» TASK STATEMENT:
Return exactly and only these lines: the first of the listing through the one containing "process stays resident".

━━━━━ SOURCE DATA

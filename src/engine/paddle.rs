//! PaddleOCR-style subprocess engine
//!
//! Drives one long-lived OCR worker process over line-delimited JSON:
//! requests carry the image base64-encoded on stdin, responses come back
//! as one JSON object per line on stdout. The process stays resident
//! across requests; the pool decides when to recycle it.

use std::process::Stdio;
use std::time::Instant;

use async_trait::async_trait;
use base64::Engine as _;
use tokio::io::{AsyncBufReadExt, AsyncWriteExt, BufReader};
use tokio::process::{Child, ChildStdin, ChildStdout, Command};
use tracing::{debug, info, warn};

use super::{EngineError, EngineFactory, EngineResult, OcrEngine};

pub struct PaddleEngine {
    child: Child,
    stdin: ChildStdin,
    stdout: BufReader<ChildStdout>,
}

impl PaddleEngine {
    /// Spawn the worker executable with piped stdio.
    pub async fn spawn(exe_path: &str) -> Result<Self, EngineError> {
        let mut child = Command::new(exe_path)
            .stdin(Stdio::piped())
            .stdout(Stdio::piped())
            .stderr(Stdio::null())
            .kill_on_drop(true)
            .spawn()
            .map_err(EngineError::Spawn)?;

        let stdin = child
            .stdin
            .take()
            .ok_or_else(|| EngineError::Protocol("worker stdin unavailable".to_string()))?;
        let stdout = child
            .stdout
            .take()
            .map(BufReader::new)
            .ok_or_else(|| EngineError::Protocol("worker stdout unavailable".to_string()))?;

        Ok(Self {
            child,
            stdin,
            stdout,
        })
    }
}

#[async_trait]
impl OcrEngine for PaddleEngine {
    async fn ocr(&mut self, image: &[u8]) -> Result<EngineResult, EngineError> {
        let payload = serde_json::json!({
            "image_base64": base64::engine::general_purpose::STANDARD.encode(image),
        });
        let mut line = payload.to_string();
        line.push('\n');

        self.stdin.write_all(line.as_bytes()).await?;
        self.stdin.flush().await?;

        let mut response = String::new();
        let read = self.stdout.read_line(&mut response).await?;
        if read == 0 {
            return Err(EngineError::Closed);
        }

        debug!(response_len = response.len(), "received engine response");
        serde_json::from_str(response.trim())
            .map_err(|e| EngineError::Protocol(format!("unparseable engine response: {}", e)))
    }

    async fn shutdown(&mut self) {
        if let Err(e) = self.child.start_kill() {
            warn!(error = %e, "failed to signal OCR worker process");
        }
        let _ = self.child.wait().await;
    }
}

/// Creates [`PaddleEngine`] instances from the configured executable path.
pub struct PaddleEngineFactory {
    exe_path: String,
}

impl PaddleEngineFactory {
    pub fn new(exe_path: String) -> Self {
        Self { exe_path }
    }
}

#[async_trait]
impl EngineFactory for PaddleEngineFactory {
    async fn create(&self) -> Result<Box<dyn OcrEngine>, EngineError> {
        let started = Instant::now();
        let engine = PaddleEngine::spawn(&self.exe_path).await?;
        info!(
            exe = %self.exe_path,
            startup = ?started.elapsed(),
            "OCR engine created"
        );
        Ok(Box::new(engine))
    }
}
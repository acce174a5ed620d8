//! OCR Server Library
//!
//! An HTTP OCR service backed by a pool of resident OCR worker subprocesses.
//! This crate exposes the building blocks so integration tests can compose
//! the server with a mock engine. The server binary is in main.rs.
//!
//! # Modules
//!
//! - `pool`: the worker pool (admission, elastic sizing, health maintenance)
//! - `dispatch`: the intake queue and per-task execution with retry
//! - `engine`: the thin interface to the OCR worker subprocess
//! - `imgproc`: image binarization ahead of OCR
//! - `routes`: the HTTP surface

pub mod config;
pub mod dispatch;
pub mod engine;
pub mod error;
pub mod imgproc;
pub mod logging;
pub mod monitor;
pub mod pool;
pub mod retry;
pub mod routes;
pub mod server;
pub mod state;
pub mod stats;
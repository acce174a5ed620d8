//! Task dispatch and per-task execution
//!
//! The dispatcher drains the bounded intake queue and fans out one tokio
//! task per request; per-worker serialisation happens at pool acquisition,
//! not here. Each task acquires a worker, runs preprocess + invoke under
//! exponential backoff, reinitialises the worker in place on transport
//! failures, and delivers exactly one response on its single-shot channel.

use std::path::PathBuf;
use std::sync::Arc;
use std::time::Instant;

use thiserror::Error;
use tokio::sync::{mpsc, oneshot};
use tokio_util::sync::CancellationToken;
use tokio_util::task::TaskTracker;
use tracing::{debug, info, warn};

use crate::engine::{EngineError, EngineResult};
use crate::imgproc::{self, ImageProcError, ThresholdMode};
use crate::pool::{ProcessorPool, Worker};
use crate::retry::{Backoff, BackoffPolicy};
use crate::stats::ServerStats;

/// One OCR request travelling from the HTTP front to a task handler.
///
/// Exactly one of `image_path` / `image_data` is set; the HTTP front
/// validates that before admission.
pub struct OcrTask {
    pub image_path: Option<PathBuf>,
    pub image_data: Option<Vec<u8>>,
    pub response: oneshot::Sender<OcrOutcome>,
}

/// In-band response body: recognition payload or an application-level
/// error string, never both.
#[derive(Debug, Clone, serde::Serialize)]
pub struct OcrOutcome {
    #[serde(skip_serializing_if = "Option::is_none")]
    pub data: Option<serde_json::Value>,
    #[serde(skip_serializing_if = "Option::is_none")]
    pub error: Option<String>,
}

impl OcrOutcome {
    pub fn data(data: serde_json::Value) -> Self {
        Self {
            data: Some(data),
            error: None,
        }
    }

    pub fn error(message: impl Into<String>) -> Self {
        Self {
            data: None,
            error: Some(message.into()),
        }
    }
}

/// Failures inside one OCR attempt.
#[derive(Error, Debug)]
enum TaskError {
    #[error("failed to read image file: {0}")]
    Io(#[from] std::io::Error),

    #[error(transparent)]
    Image(#[from] ImageProcError),

    #[error(transparent)]
    Engine(#[from] EngineError),

    #[error("operation cancelled")]
    Cancelled,
}

/// Reads the intake queue and runs task handlers.
pub struct Dispatcher {
    pool: Arc<ProcessorPool>,
    stats: Arc<ServerStats>,
    threshold_mode: ThresholdMode,
    threshold_value: u8,
    backoff: BackoffPolicy,
    cancel: CancellationToken,
    tracker: TaskTracker,
}

impl Dispatcher {
    pub fn new(
        pool: Arc<ProcessorPool>,
        stats: Arc<ServerStats>,
        threshold_mode: ThresholdMode,
        threshold_value: u8,
        cancel: CancellationToken,
        tracker: TaskTracker,
    ) -> Self {
        Self {
            pool,
            stats,
            threshold_mode,
            threshold_value,
            backoff: BackoffPolicy::default(),
            cancel,
            tracker,
        }
    }

    #[cfg(test)]
    fn with_backoff(mut self, backoff: BackoffPolicy) -> Self {
        self.backoff = backoff;
        self
    }

    /// Dispatcher loop: one spawned handler per received task, until the
    /// root token cancels or the queue closes.
    pub async fn run(self: Arc<Self>, mut queue: mpsc::Receiver<OcrTask>) {
        info!("task dispatcher started");
        loop {
            tokio::select! {
                received = queue.recv() => match received {
                    Some(task) => {
                        let dispatcher = Arc::clone(&self);
                        self.tracker.spawn(async move { dispatcher.process(task).await });
                    }
                    None => break,
                },
                _ = self.cancel.cancelled() => break,
            }
        }
        info!("task dispatcher shutting down");
    }

    /// Handle one task end to end.
    pub async fn process(&self, task: OcrTask) {
        let started = Instant::now();

        let worker = match self.pool.acquire(&self.cancel).await {
            Some(worker) => worker,
            None => {
                info!("no processor available, server is shutting down");
                let _ = task.response.send(OcrOutcome::error("server shutting down"));
                self.stats.record(started.elapsed(), false);
                return;
            }
        };

        debug!(worker = worker.id(), "processing OCR task");
        let outcome = match self.perform_with_retry(&worker, &task).await {
            Ok(result) if result.is_success() => OcrOutcome::data(result.data),
            Ok(result) => {
                info!(code = result.code, msg = %result.msg, "OCR returned failure code");
                OcrOutcome::error(format!("ocr failed: {}", result.msg))
            }
            Err(e) => {
                warn!(worker = worker.id(), error = %e, "OCR task failed");
                OcrOutcome::error(format!("ocr failed: {}", e))
            }
        };

        let success = outcome.error.is_none();
        // The response channel is buffered; the handler never blocks here,
        // so the worker can be released immediately after.
        let _ = task.response.send(outcome);
        self.pool.release(&worker).await;
        self.stats.record(started.elapsed(), success);
    }

    /// Preprocess + invoke under backoff. The whole attempt repeats on
    /// failure: path inputs are re-read and re-binarized every round.
    async fn perform_with_retry(
        &self,
        worker: &Arc<Worker>,
        task: &OcrTask,
    ) -> Result<EngineResult, TaskError> {
        let mut backoff = Backoff::new(self.backoff.clone());
        loop {
            if self.cancel.is_cancelled() {
                return Err(TaskError::Cancelled);
            }

            let error = match self.attempt(worker, task).await {
                Ok(result) => return Ok(result),
                Err(e) => e,
            };

            match backoff.next_delay() {
                Some(delay) => {
                    debug!(
                        worker = worker.id(),
                        delay_ms = delay.as_millis() as u64,
                        error = %error,
                        "OCR attempt failed, backing off"
                    );
                    tokio::select! {
                        _ = tokio::time::sleep(delay) => {}
                        _ = self.cancel.cancelled() => return Err(TaskError::Cancelled),
                    }
                }
                None => return Err(error),
            }
        }
    }

    async fn attempt(&self, worker: &Arc<Worker>, task: &OcrTask) -> Result<EngineResult, TaskError> {
        let raw = if let Some(path) = &task.image_path {
            tokio::fs::read(path).await?
        } else if let Some(data) = &task.image_data {
            data.clone()
        } else {
            return Err(TaskError::Image(ImageProcError::UnsupportedFormat));
        };
        let processed = imgproc::binarize(&raw, self.threshold_mode, self.threshold_value)?;

        match worker.invoke(&processed).await {
            Ok(result) => Ok(result),
            Err(e) => {
                warn!(worker = worker.id(), error = %e, "OCR invocation failed, reinitializing worker");
                match self.pool.reinitialize(worker).await {
                    Ok(()) => info!(worker = worker.id(), "worker reinitialized"),
                    Err(init_err) => {
                        warn!(worker = worker.id(), error = %init_err, "failed to reinitialize worker")
                    }
                }
                Err(TaskError::Engine(e))
            }
        }
    }
}
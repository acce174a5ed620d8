//! Route modules for the OCR server
//!
//! Two surfaces: `GET /stats` and the OCR endpoint, which accepts a POST on
//! any other path.

use axum::routing::get;
use axum::Router;
use tower_http::trace::TraceLayer;

use crate::state::AppState;

pub mod ocr;
pub mod stats;

/// Build the application router.
pub fn router(state: AppState) -> Router {
    Router::new()
        .route("/stats", get(stats::get_stats))
        .fallback(ocr::handle_ocr)
        .layer(TraceLayer::new_for_http())
        .with_state(state)
}
//! Error types for the OCR server HTTP boundary

use axum::{
    http::StatusCode,
    response::{IntoResponse, Response},
    Json,
};
use serde::Serialize;
use thiserror::Error;

/// Application-wide result type for request handlers
pub type Result<T> = std::result::Result<T, AppError>;

/// Errors surfaced to HTTP clients.
///
/// OCR failures themselves never appear here: they travel in-band in the
/// response body. This type covers request validation and admission only.
#[derive(Error, Debug)]
pub enum AppError {
    #[error("unsupported request method")]
    MethodNotAllowed,

    #[error("failed to parse JSON body: {0}")]
    MalformedJson(String),

    #[error("invalid base64 image data: {0}")]
    InvalidBase64(String),

    #[error("unsupported image: {0}")]
    UnsupportedImage(String),

    #[error("exactly one of image_path or image_base64 must be provided")]
    MissingImage,

    #[error("server busy, try again later")]
    Busy,
}

impl AppError {
    pub fn status_code(&self) -> StatusCode {
        match self {
            Self::MethodNotAllowed => StatusCode::METHOD_NOT_ALLOWED,
            Self::MalformedJson(_) | Self::InvalidBase64(_) => StatusCode::BAD_REQUEST,
            Self::UnsupportedImage(_) | Self::MissingImage => StatusCode::NOT_ACCEPTABLE,
            Self::Busy => StatusCode::SERVICE_UNAVAILABLE,
        }
    }
}

/// Error response body
#[derive(Serialize)]
struct ErrorResponse {
    error: String,
}

impl IntoResponse for AppError {
    fn into_response(self) -> Response {
        let status = self.status_code();
        if status == StatusCode::SERVICE_UNAVAILABLE {
            tracing::info!("task queue full, rejecting request");
        }
        let body = Json(ErrorResponse {
            error: self.to_string(),
        });
        (status, body).into_response()
    }
}
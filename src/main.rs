//! OCR Server
//!
//! HTTP OCR service backed by an elastic pool of resident OCR worker
//! subprocesses. Configuration comes from `~/.ocr-server/config.yaml`
//! (generated on first run) with command-line overrides.

use std::sync::Arc;

use clap::Parser;
use tracing::{error, info, warn};

use ocr_server::config::{CliArgs, Config};
use ocr_server::engine::PaddleEngineFactory;
use ocr_server::logging;
use ocr_server::server::Server;

#[tokio::main]
async fn main() {
    let cli = CliArgs::parse();

    let mut config = match Config::load() {
        Ok(config) => config,
        Err(e) => {
            eprintln!("failed to load config: {}", e);
            std::process::exit(1);
        }
    };
    config.apply_overrides(&cli);

    let _logging_guard = match logging::init(&config.log_dir, &config.log_file) {
        Ok(guard) => guard,
        Err(e) => {
            eprintln!("failed to initialize logging: {}", e);
            std::process::exit(1);
        }
    };

    // A panic anywhere must not leave a half-alive server behind.
    std::panic::set_hook(Box::new(|info| {
        let backtrace = std::backtrace::Backtrace::force_capture();
        error!("fatal panic: {}\n{}", info, backtrace);
        std::process::exit(1);
    }));

    for warning in config.validate() {
        warn!("config validation: {}", warning);
    }

    info!(
        version = env!("CARGO_PKG_VERSION"),
        addr = %config.bind_addr(),
        min_processors = config.min_processors,
        max_processors = config.max_processors,
        "starting OCR server"
    );

    let factory = Arc::new(PaddleEngineFactory::new(config.ocr_exe_path.clone()));
    let server = Server::new(config, factory);

    if let Err(e) = server.initialize().await {
        error!(error = %e, "failed to initialize processor pool");
        std::process::exit(1);
    }

    if let Err(e) = server.run().await {
        error!(error = %e, "server error");
        std::process::exit(1);
    }
}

━━━━━━━━━━

» SOLVED EXERCISE:
filename src/engine/paddle.rs
//! PaddleOCR-style subprocess engine
//!
//! Drives one long-lived OCR worker process over line-delimited JSON:
//! requests carry the image base64-encoded on stdin, responses come back
//! as one JSON object per line on stdout. The process stays resident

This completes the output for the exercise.